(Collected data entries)
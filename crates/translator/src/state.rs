//! Fixed function state: viewport, scissor, blend factor and stencil reference.
use bitos::integer::UnsignedInt;
use glam::Vec3;
use xenos::RegisterFile;
use xenos::reg::{
    PaClVteCntl, PaScWindowOffset, PaScWindowScissorBr, PaScWindowScissorTl, PaSuScModeCntl,
    RbDepthControl, RbStencilRefMask, Reg,
};

use crate::host::{Command, CommandList, Rect, Viewport};

/// Size of the guest's largest render target, in pixels, along either axis.
pub const MAX_VIEWPORT_SIZE: f32 = 8192.0;

/// Host viewport of a draw, and how vertex shader output maps into it.
#[derive(Debug, Clone, Copy, PartialEq)]
pub struct ViewportInfo {
    pub viewport: Viewport,
    pub ndc_scale: Vec3,
    pub ndc_offset: Vec3,
}

/// Start, size, NDC scale and NDC offset of an XY axis.
fn viewport_axis(scale: Option<f32>, offset: Option<f32>, window: f32) -> (f32, f32, f32, f32) {
    let offset = offset.unwrap_or(0.0) + window;
    match scale {
        Some(scale) if scale != 0.0 => {
            let half = scale.abs();
            (offset - half, half * 2.0, scale.signum(), 0.0)
        }
        // vertices are already in pixels
        _ => (
            0.0,
            MAX_VIEWPORT_SIZE,
            2.0 / MAX_VIEWPORT_SIZE,
            offset * 2.0 / MAX_VIEWPORT_SIZE - 1.0,
        ),
    }
}

pub fn viewport_info(regs: &RegisterFile) -> ViewportInfo {
    let vte = regs.view::<PaClVteCntl>();
    let mode = regs.view::<PaSuScModeCntl>();

    let (window_x, window_y) = if mode.vtx_window_offset_enable() {
        regs.view::<PaScWindowOffset>().offsets()
    } else {
        (0, 0)
    };

    let enabled = |enabled: bool, reg: Reg| enabled.then(|| regs.float(reg));
    let (x, width, scale_x, offset_x) = viewport_axis(
        enabled(vte.vport_x_scale_ena(), Reg::PaClVportXScale),
        enabled(vte.vport_x_offset_ena(), Reg::PaClVportXOffset),
        window_x as f32,
    );
    let (y, height, scale_y, offset_y) = viewport_axis(
        enabled(vte.vport_y_scale_ena(), Reg::PaClVportYScale),
        enabled(vte.vport_y_offset_ena(), Reg::PaClVportYOffset),
        window_y as f32,
    );

    let z_scale = enabled(vte.vport_z_scale_ena(), Reg::PaClVportZScale);
    let z_offset = enabled(vte.vport_z_offset_ena(), Reg::PaClVportZOffset).unwrap_or(0.0);
    let (min_depth, max_depth, scale_z, offset_z) = match z_scale {
        Some(scale) if scale < 0.0 => (z_offset + scale, z_offset, -1.0, 1.0),
        Some(scale) => (z_offset, z_offset + scale, 1.0, 0.0),
        None => (0.0, 1.0, 1.0, 0.0),
    };

    ViewportInfo {
        viewport: Viewport {
            x,
            y,
            width,
            height,
            min_depth: min_depth.clamp(0.0, 1.0),
            max_depth: max_depth.clamp(0.0, 1.0),
        },
        ndc_scale: Vec3::new(scale_x, scale_y, scale_z),
        ndc_offset: Vec3::new(offset_x, offset_y, offset_z),
    }
}

pub fn scissor(regs: &RegisterFile) -> Rect {
    let tl = regs.view::<PaScWindowScissorTl>();
    let br = regs.view::<PaScWindowScissorBr>();

    let mut rect = Rect {
        left: tl.tl_x().value() as i32,
        top: tl.tl_y().value() as i32,
        right: br.br_x().value() as i32,
        bottom: br.br_y().value() as i32,
    };

    if !tl.window_offset_disable() {
        let (x, y) = regs.view::<PaScWindowOffset>().offsets();
        rect.left += x;
        rect.right += x;
        rect.top += y;
        rect.bottom += y;
    }

    rect.left = rect.left.max(0);
    rect.top = rect.top.max(0);
    rect.right = rect.right.max(rect.left);
    rect.bottom = rect.bottom.max(rect.top);
    rect
}

pub fn blend_factor(regs: &RegisterFile) -> [f32; 4] {
    [
        regs.float(Reg::RbBlendRed),
        regs.float(Reg::RbBlendGreen),
        regs.float(Reg::RbBlendBlue),
        regs.float(Reg::RbBlendAlpha),
    ]
}

/// Last fixed function state set in the open submission.
#[derive(Debug, Default)]
pub struct FixedFunction {
    viewport: Option<Viewport>,
    scissor: Option<Rect>,
    blend_factor: Option<[f32; 4]>,
    stencil_ref: Option<u32>,
}

impl FixedFunction {
    /// Forgets everything. A new command list starts with undefined state.
    pub fn reset(&mut self) {
        *self = Self::default();
    }

    pub fn set_viewport(&mut self, commands: &mut CommandList, viewport: Viewport) -> bool {
        if self.viewport == Some(viewport) {
            return false;
        }

        self.viewport = Some(viewport);
        commands.push(Command::SetViewport(viewport));
        true
    }

    pub fn set_scissor(&mut self, commands: &mut CommandList, scissor: Rect) -> bool {
        if self.scissor == Some(scissor) {
            return false;
        }

        self.scissor = Some(scissor);
        commands.push(Command::SetScissor(scissor));
        true
    }

    pub fn set_blend_factor(&mut self, commands: &mut CommandList, factor: [f32; 4]) -> bool {
        // bitwise, so that NaNs don't keep the command coming
        if self
            .blend_factor
            .is_some_and(|current| current.map(f32::to_bits) == factor.map(f32::to_bits))
        {
            return false;
        }

        self.blend_factor = Some(factor);
        commands.push(Command::SetBlendFactor(factor));
        true
    }

    pub fn set_stencil_ref(&mut self, commands: &mut CommandList, reference: u32) -> bool {
        if self.stencil_ref == Some(reference) {
            return false;
        }

        self.stencil_ref = Some(reference);
        commands.push(Command::SetStencilRef(reference));
        true
    }

    /// Sets all of the fixed function state of a draw.
    pub fn update(&mut self, commands: &mut CommandList, regs: &RegisterFile, viewport: Viewport) {
        self.set_viewport(commands, viewport);
        self.set_scissor(commands, scissor(regs));
        self.set_blend_factor(commands, blend_factor(regs));

        if regs.view::<RbDepthControl>().stencil_enable() {
            let reference = regs.view::<RbStencilRefMask>().stencilref();
            self.set_stencil_ref(commands, u32::from(reference));
        }
    }
}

_WHAT YOU SHOULD DO_:
Lines containing "Option" in the records above: how many are there? Give only the number.

_SOLUTION TO THIS PROBLEM_:
5